La comunità vive se cresce di numero. Cresce di numero, se cresce in santità. Se non cresce in santità, mai potrà crescere di numero, perché il Signore non chiama altre persone per costituirle pecore del suo ovile. La santità della comunità è il vero ovile di Dio. Solo in questo vero ovile Lui vuole che vengano custodite le sue pecore.
Gesù ci dona delle regole assai semplici perché tutti possiamo crescere in santità. La prima è quella di evitare lo scandalo a qualsiasi costo, anche al costo di perdere il nostro stesso corpo, la nostra stessa vita. Lo scandalo è in tutto simile ad un potente diserbante. Bastano poche gocce e la pianta secca. Basta un solo scandalo e un esercito di anime si possono anche perdere, specie se a commettere questo orrendo peccato sono coloro che presiedono o governano o in qualche modo dirigono la comunità. La morte fisica è preferibile a qualsiasi scandalo.
La seconda regola è quella di andare in cerca della pecorella smarrita. Tutti possono perdersi, tutti possono percorrere vie di tenebra e non di luce. Tutti possono impigliarsi nelle spine del peccato e nei rovi della trasgressione. Tutti possono avere un calo di fede. La carità esige, richiede di aiutare quanti si smarriscono, si perdono, si lasciano tentare, si stancano, abbandonano la retta via. Questa carità è premiata con la salvezza della nostra anima. La terza regola è la creazione della comunità attorno a Cristo Gesù, alla sua verità, nella sua grazia, carità, misericordia, perdono, santità. Quando il nome di Cristo Gesù aggrega e costituisce in unità, allora i frutti di santità e di conversione saranno molti. Non è lo stare insieme, tra di noi, nel nostro nome che ci costituisce in unità. L’unità è data dal solo nome di Cristo Gesù. Il nome di Cristo è la luce della sua Parola globale.

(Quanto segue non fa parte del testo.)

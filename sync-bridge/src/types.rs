//! Value types for sync-bridge: the operation's [`Outcome`] and the caller's
//! [`Deadline`].

use std::time::{Duration, Instant};

/// How long a bridged call waits when no deadline is given.
pub const DEFAULT_TIMEOUT: Duration = Duration::from_secs(10);

/// The single result an asynchronous operation reports.
#[derive(Debug, Clone, PartialEq, Eq)]
pub enum Outcome<T, E> {
    /// The operation produced a value.
    Success(T),
    /// The operation reported a failure.
    Failure(E),
}

impl<T, E> Outcome<T, E> {
    /// True for [`Outcome::Success`].
    pub fn is_success(&self) -> bool {
        matches!(self, Outcome::Success(_))
    }

    /// True for [`Outcome::Failure`].
    pub fn is_failure(&self) -> bool {
        matches!(self, Outcome::Failure(_))
    }

    /// Convert into a standard `Result`.
    pub fn into_result(self) -> Result<T, E> {
        match self {
            Outcome::Success(v) => Ok(v),
            Outcome::Failure(e) => Err(e),
        }
    }
}

impl<T, E> From<Result<T, E>> for Outcome<T, E> {
    fn from(result: Result<T, E>) -> Self {
        match result {
            Ok(v) => Outcome::Success(v),
            Err(e) => Outcome::Failure(e),
        }
    }
}

/// Point in time after which a bridged call stops waiting.
#[derive(Debug, Clone, Copy, PartialEq, Eq, PartialOrd, Ord)]
pub struct Deadline {
    at: Instant,
}

impl Deadline {
    /// Deadline `timeout` from now.
    ///
    /// A timeout too large to represent saturates to roughly 30 years out.
    pub fn after(timeout: Duration) -> Self {
        let now = Instant::now();
        let at = now
            .checked_add(timeout)
            .unwrap_or_else(|| now + Duration::from_secs(30 * 365 * 24 * 60 * 60));
        Self { at }
    }

    /// Deadline at an absolute instant.
    pub fn at(at: Instant) -> Self {
        Self { at }
    }

    /// The instant this deadline expires.
    pub fn instant(&self) -> Instant {
        self.at
    }

    /// Time left before expiry (zero once elapsed).
    pub fn remaining(&self) -> Duration {
        self.at.saturating_duration_since(Instant::now())
    }

    /// True once the deadline has passed.
    pub fn has_elapsed(&self) -> bool {
        Instant::now() >= self.at
    }
}

impl Default for Deadline {
    /// [`DEFAULT_TIMEOUT`] from now.
    fn default() -> Self {
        Self::after(DEFAULT_TIMEOUT)
    }
}

impl From<Duration> for Deadline {
    fn from(timeout: Duration) -> Self {
        Self::after(timeout)
    }
}

impl From<Instant> for Deadline {
    fn from(at: Instant) -> Self {
        Self::at(at)
    }
}
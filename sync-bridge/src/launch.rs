//! Launchers that start work on a tokio runtime.
//!
//! These let blocking code wait on futures through the same bridge used for
//! callback APIs:
//!
//! ```
//! use std::time::Duration;
//! use sync_bridge::{launch, BridgeError, Deadline, SyncBridge};
//!
//! let runtime = tokio::runtime::Builder::new_multi_thread()
//!     .worker_threads(1)
//!     .build()
//!     .unwrap();
//!
//! let bridge = SyncBridge::default();
//! let value: Result<u32, BridgeError<String>> =
//!     bridge.call(launch::spawn_on(runtime.handle(), async { Ok(7) }));
//! assert_eq!(value, Ok(7));
//! ```
//!
//! The calling thread blocks while it waits. Do not bridge from a thread the
//! target runtime needs in order to make progress (for example from inside a
//! task on a current-thread runtime); the future will not be polled and the
//! call ends in a timeout.

use std::future::Future;

use tokio::runtime::Handle;

use crate::completion::Completion;

/// Launcher that spawns `future` onto `handle` and completes with its result.
///
/// On timeout the spawned task keeps running; its result is discarded.
pub fn spawn_on<T, E, F>(handle: &Handle, future: F) -> impl FnOnce(Completion<T, E>)
where
    F: Future<Output = Result<T, E>> + Send + 'static,
    T: Send + 'static,
    E: Send + 'static,
{
    let handle = handle.clone();
    move |done| {
        handle.spawn(async move {
            let result = future.await;
            if !done.complete_result(result) {
                tracing::debug!("Spawned operation finished after the caller stopped waiting");
            }
        });
    }
}

/// Launcher that runs blocking `work` on `handle`'s blocking pool.
pub fn spawn_blocking_on<T, E, W>(handle: &Handle, work: W) -> impl FnOnce(Completion<T, E>)
where
    W: FnOnce() -> Result<T, E> + Send + 'static,
    T: Send + 'static,
    E: Send + 'static,
{
    let handle = handle.clone();
    move |done| {
        handle.spawn_blocking(move || {
            done.complete_result(work());
        });
    }
}
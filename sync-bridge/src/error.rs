//! Error types for sync-bridge.
//!
//! The bridge adds exactly one failure of its own ([`BridgeError::Timeout`]).
//! Everything else is the wrapped operation's error, passed through untouched.

use std::path::PathBuf;
use thiserror::Error;

/// Errors from a bridged call.
///
/// `E` is whatever failure type the wrapped operation reports.
#[derive(Debug, Error, PartialEq, Eq)]
pub enum BridgeError<E> {
    /// The operation completed with a failure.
    #[error("operation failed: {0}")]
    Operation(E),

    /// No outcome arrived before the deadline.
    #[error("timed out waiting for completion")]
    Timeout,
}

impl<E> BridgeError<E> {
    /// True if the bridge gave up waiting.
    pub fn is_timeout(&self) -> bool {
        matches!(self, BridgeError::Timeout)
    }

    /// Borrow the operation's own error, if that is what failed.
    pub fn operation_error(&self) -> Option<&E> {
        match self {
            BridgeError::Operation(e) => Some(e),
            BridgeError::Timeout => None,
        }
    }

    /// Take the operation's own error, if that is what failed.
    pub fn into_operation_error(self) -> Option<E> {
        match self {
            BridgeError::Operation(e) => Some(e),
            BridgeError::Timeout => None,
        }
    }

    /// Map the operation error, leaving a timeout as is.
    pub fn map_operation<F, O>(self, f: O) -> BridgeError<F>
    where
        O: FnOnce(E) -> F,
    {
        match self {
            BridgeError::Operation(e) => BridgeError::Operation(f(e)),
            BridgeError::Timeout => BridgeError::Timeout,
        }
    }
}

/// Configuration error types.
#[derive(Debug, Error)]
pub enum ConfigError {
    /// Failed to read configuration file.
    #[error("failed to read config file {path}: {source}")]
    ReadError {
        /// Path to the configuration file.
        path: PathBuf,
        /// Underlying I/O error.
        source: std::io::Error,
    },

    /// Failed to parse configuration file.
    #[error("failed to parse config file {path}: {source}")]
    ParseError {
        /// Path to the configuration file.
        path: PathBuf,
        /// Underlying TOML parse error.
        source: toml::de::Error,
    },

    /// Timeout value is unusable.
    #[error("invalid timeout: {0}")]
    InvalidTimeout(String),
}
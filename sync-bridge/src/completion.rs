//! Completion callbacks and the wait handle behind them.
//!
//! A [`WaitHandle`] owns one outcome slot guarded by a mutex and a condition
//! variable. The [`Completion`] given to the operation shares that slot, so it
//! stays valid no matter when (or whether) the operation calls back.
//!
//! The slot moves through three states:
//!
//! ```text
//! Pending ──complete()──▶ Resolved ──wait() returns──▶ Closed
//!    │                                                    ▲
//!    └──────────────── deadline / drop ───────────────────┘
//! ```
//!
//! Only the first completion is stored. Anything after that, including a
//! completion that arrives once the caller has stopped waiting, is dropped
//! and reported back to the completer as `false`.

use std::fmt;
use std::sync::Arc;

use parking_lot::{Condvar, Mutex};

use crate::types::{Deadline, Outcome};

enum Slot<T, E> {
    Pending,
    Resolved(Outcome<T, E>),
    Closed,
}

struct Shared<T, E> {
    slot: Mutex<Slot<T, E>>,
    signal: Condvar,
}

/// Per-call wait primitive. Created fresh for every bridged call.
pub(crate) struct WaitHandle<T, E> {
    shared: Arc<Shared<T, E>>,
}

impl<T, E> WaitHandle<T, E> {
    pub(crate) fn new() -> Self {
        Self {
            shared: Arc::new(Shared {
                slot: Mutex::new(Slot::Pending),
                signal: Condvar::new(),
            }),
        }
    }

    /// A completion callback that resolves this handle.
    pub(crate) fn completion(&self) -> Completion<T, E> {
        Completion {
            shared: Arc::clone(&self.shared),
        }
    }

    /// Block until an outcome arrives or `deadline` passes.
    ///
    /// The slot is read under the lock after the wait returns, so an outcome
    /// stored right at the deadline is still returned. The slot is closed
    /// before the lock is released; later completions become no-ops.
    pub(crate) fn wait(self, deadline: Deadline) -> Option<Outcome<T, E>> {
        let mut slot = self.shared.slot.lock();
        while matches!(*slot, Slot::Pending) {
            if self
                .shared
                .signal
                .wait_until(&mut slot, deadline.instant())
                .timed_out()
            {
                break;
            }
        }
        match std::mem::replace(&mut *slot, Slot::Closed) {
            Slot::Resolved(outcome) => Some(outcome),
            Slot::Pending | Slot::Closed => None,
        }
    }
}

impl<T, E> Drop for WaitHandle<T, E> {
    fn drop(&mut self) {
        // Covers a launcher that panicked before wait() ran.
        let mut slot = self.shared.slot.lock();
        if !matches!(*slot, Slot::Closed) {
            *slot = Slot::Closed;
        }
    }
}

/// Completion callback handed to an operation launcher.
///
/// Cheap to clone and safe to call from any thread. The first call to
/// [`complete`](Completion::complete) (or one of its shorthands) delivers the
/// outcome; every later call returns `false` and has no effect.
pub struct Completion<T, E> {
    shared: Arc<Shared<T, E>>,
}

impl<T, E> Completion<T, E> {
    /// Deliver the operation's outcome.
    ///
    /// Returns `true` if this call resolved the bridged call, `false` if an
    /// outcome was already delivered or the caller stopped waiting.
    pub fn complete(&self, outcome: Outcome<T, E>) -> bool {
        let mut slot = self.shared.slot.lock();
        match &*slot {
            Slot::Pending => {}
            Slot::Resolved(_) => {
                tracing::debug!("duplicate completion ignored");
                return false;
            }
            Slot::Closed => {
                tracing::debug!("completion arrived after the caller stopped waiting");
                return false;
            }
        }
        *slot = Slot::Resolved(outcome);
        drop(slot);
        self.shared.signal.notify_one();
        true
    }

    /// Shorthand for `complete(Outcome::Success(value))`.
    pub fn succeed(&self, value: T) -> bool {
        self.complete(Outcome::Success(value))
    }

    /// Shorthand for `complete(Outcome::Failure(error))`.
    pub fn fail(&self, error: E) -> bool {
        self.complete(Outcome::Failure(error))
    }

    /// Deliver a standard `Result` as the outcome.
    pub fn complete_result(&self, result: Result<T, E>) -> bool {
        self.complete(result.into())
    }

    /// True once an outcome was delivered or the caller stopped waiting.
    pub fn is_resolved(&self) -> bool {
        !matches!(*self.shared.slot.lock(), Slot::Pending)
    }

    /// Turn this handle into a plain callback closure, for APIs that take an
    /// `Fn(Outcome<T, E>)` rather than a [`Completion`].
    pub fn into_fn(self) -> impl Fn(Outcome<T, E>) + Clone + Send + Sync + 'static
    where
        T: Send + 'static,
        E: Send + 'static,
    {
        move |outcome| {
            self.complete(outcome);
        }
    }
}

impl<T, E> Clone for Completion<T, E> {
    fn clone(&self) -> Self {
        Self {
            shared: Arc::clone(&self.shared),
        }
    }
}

impl<T, E> fmt::Debug for Completion<T, E> {
    fn fmt(&self, f: &mut fmt::Formatter<'_>) -> fmt::Result {
        f.debug_struct("Completion")
            .field("resolved", &self.is_resolved())
            .finish()
    }
}

#[cfg(test)]
mod tests {
    use super::*;
    use std::thread;
    use std::time::Duration;

    fn assert_send_sync<T: Send + Sync>() {}

    #[test]
    fn completion_is_send_and_sync() {
        assert_send_sync::<Completion<Vec<u8>, String>>();
    }

    #[test]
    fn first_completion_wins() {
        let handle: WaitHandle<u32, String> = WaitHandle::new();
        let completion = handle.completion();

        assert!(completion.succeed(1));
        assert!(!completion.succeed(2));
        assert!(!completion.fail("late".to_string()));

        let outcome = handle.wait(Deadline::after(Duration::from_millis(50)));
        assert_eq!(outcome, Some(Outcome::Success(1)));
    }

    #[test]
    fn completion_after_wait_is_ignored() {
        let handle: WaitHandle<u32, String> = WaitHandle::new();
        let completion = handle.completion();

        let outcome = handle.wait(Deadline::after(Duration::from_millis(10)));
        assert_eq!(outcome, None);
        assert!(completion.is_resolved());
        assert!(!completion.succeed(5));
    }

    #[test]
    fn completion_after_handle_dropped_is_ignored() {
        let handle: WaitHandle<u32, String> = WaitHandle::new();
        let completion = handle.completion();
        drop(handle);

        assert!(!completion.fail("gone".to_string()));
    }

    #[test]
    fn wait_wakes_on_completion_from_other_thread() {
        let handle: WaitHandle<String, ()> = WaitHandle::new();
        let completion = handle.completion();

        let worker = thread::spawn(move || {
            thread::sleep(Duration::from_millis(20));
            completion.succeed("done".to_string())
        });

        let outcome = handle.wait(Deadline::after(Duration::from_secs(5)));
        assert_eq!(outcome, Some(Outcome::Success("done".to_string())));
        assert!(worker.join().unwrap());
    }

    #[test]
    fn resolved_before_wait_returns_immediately_even_past_deadline() {
        let handle: WaitHandle<u32, String> = WaitHandle::new();
        handle.completion().fail("early".to_string());

        let outcome = handle.wait(Deadline::after(Duration::ZERO));
        assert_eq!(outcome, Some(Outcome::Failure("early".to_string())));
    }

    #[test]
    fn into_fn_delivers_outcome() {
        let handle: WaitHandle<u32, String> = WaitHandle::new();
        let callback = handle.completion().into_fn();
        let second = callback.clone();

        callback(Outcome::Success(9));
        second(Outcome::Success(10));

        assert_eq!(
            handle.wait(Deadline::after(Duration::from_millis(50))),
            Some(Outcome::Success(9))
        );
    }

    #[test]
    fn debug_shows_resolution_state() {
        let handle: WaitHandle<u32, String> = WaitHandle::new();
        let completion = handle.completion();
        assert_eq!(format!("{:?}", completion), "Completion { resolved: false }");
        completion.succeed(1);
        assert_eq!(format!("{:?}", completion), "Completion { resolved: true }");
    }
}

La quarta regola è la correzione fraterna. Il peccato non può regnare nella comunità, non può ricevere alcuna cittadinanza, alcun diritto di esistenza, alcuna legalizzazione. Il peccato va dichiarato sempre peccato e questo per ogni fratello.
La correzione fraterna è vera, se è fatta o portata avanti con due sani principi: essa deve riguardare ogni trasgressione della Legge di Dio, dei suoi Comandamenti. Non si può infierire sulla violazione di un Comandamento e nascondere la violazione di altri, o far finta che essa non esista o non sia violazione o sia meno grave. Il peccato è peccato è basta. Essa richiede fermezza, autorevolezza, santa decisionalità, grande carità, chiaro e limpido discernimento. Questo perché essa viene operata in vista della conversione, non dell’esclusione del peccatore dalla comunità dei discepoli di Gesù.